• _EXERCISE GOAL_
Line by line, the entries below are to be reproduced unaltered.
- - - - - - -
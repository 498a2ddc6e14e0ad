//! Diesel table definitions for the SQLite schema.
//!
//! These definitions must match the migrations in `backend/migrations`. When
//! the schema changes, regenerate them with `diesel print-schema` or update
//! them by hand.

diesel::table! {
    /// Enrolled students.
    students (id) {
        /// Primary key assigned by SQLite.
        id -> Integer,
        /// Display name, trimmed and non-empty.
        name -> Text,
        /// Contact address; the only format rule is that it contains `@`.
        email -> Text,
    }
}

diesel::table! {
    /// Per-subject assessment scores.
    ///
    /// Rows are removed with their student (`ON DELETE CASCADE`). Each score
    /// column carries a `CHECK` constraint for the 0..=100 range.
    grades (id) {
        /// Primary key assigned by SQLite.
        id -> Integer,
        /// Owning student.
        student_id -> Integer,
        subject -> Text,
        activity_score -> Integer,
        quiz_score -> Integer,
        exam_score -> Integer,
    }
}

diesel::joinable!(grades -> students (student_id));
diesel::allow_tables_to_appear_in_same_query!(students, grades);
- - - - - - -
• _ANSWER SPACE_
repository 498a2ddc6e14e0ad
//! Diesel table definitions for the SQLite schema.
//!
//! These definitions must match the migrations in `backend/migrations`. When
//! the schema changes, regenerate them with `diesel print-schema` or update
//! them by hand.

diesel::table! {
    /// Enrolled students.
    students (id) {
        /// Primary key assigned by SQLite.
        id -> Integer,
        /// Display name, trimmed and non-empty.
        name -> Text,
        /// Contact address; the only format rule is that it contains `@`.
        email -> Text,
    }
}

diesel::table! {
    /// Per-subject assessment scores.
    ///
    /// Rows are removed with their student (`ON DELETE CASCADE`). Each score
    /// column carries a `CHECK` constraint for the 0..=100 range.
    grades (id) {
        /// Primary key assigned by SQLite.
        id -> Integer,
        /// Owning student.
        student_id -> Integer,
        subject -> Text,
        activity_score -> Integer,
        quiz_score -> Integer,
        exam_score -> Integer,
    }
}

diesel::joinable!(grades -> students (student_id));
diesel::allow_tables_to_appear_in_same_query!(students, grades);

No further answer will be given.